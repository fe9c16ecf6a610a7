//! Attribute values held by variable nodes.
//!
//! Event fields are read out of variable nodes as `Value`s. `Value::Null` is
//! the empty placeholder used when a select clause cannot be resolved: field
//! lists always keep their full length, holes stay `Null`.

use chrono::{DateTime, Utc};
use serde::{Deserialize, Serialize};

use crate::node::NodeId;

/// Possible values of a variable node's value attribute.
///
/// # Examples
///
/// ```
/// use opaline::Value;
///
/// let bytes = Value::Bytes(vec![0u8; 16]);
/// assert!(bytes.is_bytes());
/// assert!(Value::Null.is_null());
/// ```
#[derive(Debug, Clone, PartialEq, Serialize, Deserialize)]
#[serde(tag = "type", content = "value", rename_all = "snake_case")]
#[allow(missing_docs)]
pub enum Value {
    Bool(bool),
    Int(i64),
    Float(f64),
    String(String),
    Bytes(Vec<u8>),
    NodeId(NodeId),
    Time(DateTime<Utc>),
    Null,
}

impl Value {
    /// Returns true if this is a boolean value.
    #[must_use]
    pub const fn is_bool(&self) -> bool {
        matches!(self, Self::Bool(_))
    }

    /// Returns true if this is an integer value.
    #[must_use]
    pub const fn is_int(&self) -> bool {
        matches!(self, Self::Int(_))
    }

    /// Returns true if this is a byte-string value.
    #[must_use]
    pub const fn is_bytes(&self) -> bool {
        matches!(self, Self::Bytes(_))
    }

    /// Returns true if this is a node-id value.
    #[must_use]
    pub const fn is_node_id(&self) -> bool {
        matches!(self, Self::NodeId(_))
    }

    /// Returns true if this is a timestamp value.
    #[must_use]
    pub const fn is_time(&self) -> bool {
        matches!(self, Self::Time(_))
    }

    /// Returns true if this is the empty placeholder.
    #[must_use]
    pub const fn is_null(&self) -> bool {
        matches!(self, Self::Null)
    }

    /// Returns the boolean payload, if any.
    #[must_use]
    pub const fn as_bool(&self) -> Option<bool> {
        match self {
            Self::Bool(v) => Some(*v),
            _ => None,
        }
    }

    /// Returns the integer payload, if any.
    #[must_use]
    pub const fn as_int(&self) -> Option<i64> {
        match self {
            Self::Int(v) => Some(*v),
            _ => None,
        }
    }

    /// Returns the float payload, widening integers.
    #[must_use]
    pub const fn as_float(&self) -> Option<f64> {
        match self {
            Self::Float(v) => Some(*v),
            Self::Int(v) => Some(*v as f64),
            _ => None,
        }
    }

    /// Returns the string payload, if any.
    #[must_use]
    pub fn as_str(&self) -> Option<&str> {
        match self {
            Self::String(v) => Some(v),
            _ => None,
        }
    }

    /// Returns the byte-string payload, if any.
    #[must_use]
    pub fn as_bytes(&self) -> Option<&[u8]> {
        match self {
            Self::Bytes(v) => Some(v),
            _ => None,
        }
    }

    /// Returns the node-id payload, if any.
    #[must_use]
    pub const fn as_node_id(&self) -> Option<NodeId> {
        match self {
            Self::NodeId(v) => Some(*v),
            _ => None,
        }
    }

    /// Returns the timestamp payload, if any.
    #[must_use]
    pub const fn as_time(&self) -> Option<DateTime<Utc>> {
        match self {
            Self::Time(v) => Some(*v),
            _ => None,
        }
    }
}

impl Default for Value {
    fn default() -> Self {
        Self::Null
    }
}

#[cfg(test)]
mod tests {
    use super::*;

    #[test]
    fn test_value_predicates() {
        assert!(Value::Bool(true).is_bool());
        assert!(Value::Int(7).is_int());
        assert!(Value::Bytes(vec![1, 2]).is_bytes());
        assert!(Value::NodeId(NodeId::new()).is_node_id());
        assert!(Value::Time(Utc::now()).is_time());
        assert!(Value::Null.is_null());
        assert!(!Value::Int(7).is_null());
    }

    #[test]
    fn test_value_accessors() {
        assert_eq!(Value::Bool(true).as_bool(), Some(true));
        assert_eq!(Value::Int(3).as_int(), Some(3));
        assert_eq!(Value::Int(3).as_float(), Some(3.0));
        assert_eq!(Value::String("x".to_string()).as_str(), Some("x"));
        assert_eq!(Value::Bytes(vec![9]).as_bytes(), Some(&[9u8][..]));
        assert_eq!(Value::Null.as_bytes(), None);

        let id = NodeId::new();
        assert_eq!(Value::NodeId(id).as_node_id(), Some(id));
    }

    #[test]
    fn test_value_default_is_null() {
        assert!(Value::default().is_null());
    }

    #[test]
    fn test_value_serde_is_tagged() {
        let json = serde_json::to_value(Value::Int(5)).unwrap();
        assert_eq!(json["type"], "int");
        assert_eq!(json["value"], 5);

        let decoded: Value = serde_json::from_value(json).unwrap();
        assert_eq!(decoded, Value::Int(5));

        let null = serde_json::to_value(Value::Null).unwrap();
        assert_eq!(null["type"], "null");
    }
}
☆ ☆ ☆
What you need to do → How many lines of the listing above include the word "nodes"? State the number and nothing else.

Task output → 2